### Aim of the exercise
Find the word "return" in the records below. List each line containing it.

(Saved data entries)

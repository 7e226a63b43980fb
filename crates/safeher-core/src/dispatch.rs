//! Dispatch channels
//!
//! One interface, two variants picked once at construction:
//!
//! - [`NativeChannel`] hands the message to the device's SMS composer in a
//!   single call addressed to every recipient.
//! - [`LoggingChannel`] stands in where no composer exists (web). It never
//!   transmits; it logs what would have been sent and reports success so
//!   the whole flow can run without a phone.

use async_trait::async_trait;
use serde::{Deserialize, Serialize};
use std::sync::Arc;

use crate::device::DeviceMessenger;
use crate::error::AlertError;
use crate::model::Platform;
use crate::{Result, SafeherError};

/// Channel variant identifier
#[derive(Debug, Clone, Copy, PartialEq, Eq, Hash, Serialize, Deserialize)]
#[serde(rename_all = "snake_case")]
pub enum ChannelKind {
    /// Device SMS composer
    Native,
    /// Log-only stand-in
    Logging,
}

impl std::fmt::Display for ChannelKind {
    fn fmt(&self, f: &mut std::fmt::Formatter<'_>) -> std::fmt::Result {
        match self {
            ChannelKind::Native => write!(f, "native"),
            ChannelKind::Logging => write!(f, "logging"),
        }
    }
}

/// Sends one composed message to an ordered recipient list.
///
/// `Ok(n)` means delivered to the channel for `n` recipients. Exactly one
/// attempt is made per call.
#[async_trait]
pub trait DispatchChannel: Send + Sync + std::fmt::Debug {
    fn kind(&self) -> ChannelKind;

    async fn send(&self, recipients: &[String], body: &str) -> std::result::Result<usize, AlertError>;
}

/// Log-only channel for platforms without SMS
#[derive(Debug, Clone, Default)]
pub struct LoggingChannel;

impl LoggingChannel {
    pub fn new() -> Self {
        Self
    }
}

#[async_trait]
impl DispatchChannel for LoggingChannel {
    fn kind(&self) -> ChannelKind {
        ChannelKind::Logging
    }

    async fn send(&self, recipients: &[String], body: &str) -> std::result::Result<usize, AlertError> {
        tracing::info!(
            recipients = ?recipients,
            body = %body,
            "No native messaging, logging alert instead of sending"
        );
        Ok(recipients.len())
    }
}

/// SMS composer channel
#[derive(Debug, Clone)]
pub struct NativeChannel {
    messenger: Arc<dyn DeviceMessenger>,
}

impl NativeChannel {
    pub fn new(messenger: Arc<dyn DeviceMessenger>) -> Self {
        Self { messenger }
    }
}

#[async_trait]
impl DispatchChannel for NativeChannel {
    fn kind(&self) -> ChannelKind {
        ChannelKind::Native
    }

    async fn send(&self, recipients: &[String], body: &str) -> std::result::Result<usize, AlertError> {
        let available = self
            .messenger
            .is_available()
            .await
            .map_err(|e| AlertError::unexpected(e.to_string()))?;

        if !available {
            tracing::warn!("SMS composer not available");
            return Err(AlertError::ChannelUnavailable);
        }

        match self.messenger.compose(recipients, body).await {
            Ok(result) if result.is_delivered() => {
                tracing::info!("SMS composer finished with {:?} for {} recipients", result, recipients.len());
                Ok(recipients.len())
            }
            Ok(result) => {
                tracing::warn!("SMS composer finished with {:?}", result);
                Err(AlertError::SendRejected)
            }
            Err(e) => {
                tracing::error!("SMS composer error: {}", e);
                Err(AlertError::SendRejected)
            }
        }
    }
}

/// Pick the channel for a platform.
///
/// Web always gets the logging channel. Phones need a messenger.
pub fn select_channel(
    platform: Platform,
    messenger: Option<Arc<dyn DeviceMessenger>>,
) -> Result<Arc<dyn DispatchChannel>> {
    if !platform.has_native_messaging() {
        return Ok(Arc::new(LoggingChannel::new()));
    }

    match messenger {
        Some(messenger) => Ok(Arc::new(NativeChannel::new(messenger))),
        None => Err(SafeherError::InvalidConfig(format!(
            "platform {} requires a device messenger",
            platform
        ))),
    }
}

/// How contact phone numbers become recipient addresses
#[derive(Debug, Clone, Default, PartialEq, Eq, Serialize, Deserialize)]
pub struct RecipientPolicy {
    /// Prefix for numbers without an international `+` prefix, e.g. `+91`
    pub default_country_code: Option<String>,
}

impl RecipientPolicy {
    pub fn with_country_code(code: impl Into<String>) -> Self {
        Self {
            default_country_code: Some(code.into()),
        }
    }

    /// Recipient address for a phone number, `None` when the number is blank.
    pub fn address(&self, phone: &str) -> Option<String> {
        let trimmed = phone.trim();
        if trimmed.is_empty() {
            return None;
        }
        Some(match &self.default_country_code {
            Some(code) if !trimmed.starts_with('+') => format!("{}{}", code, trimmed),
            _ => trimmed.to_string(),
        })
    }
}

### Solved exercise
            return Err(AlertError::ChannelUnavailable);
        return Ok(Arc::new(LoggingChannel::new()));
            return None;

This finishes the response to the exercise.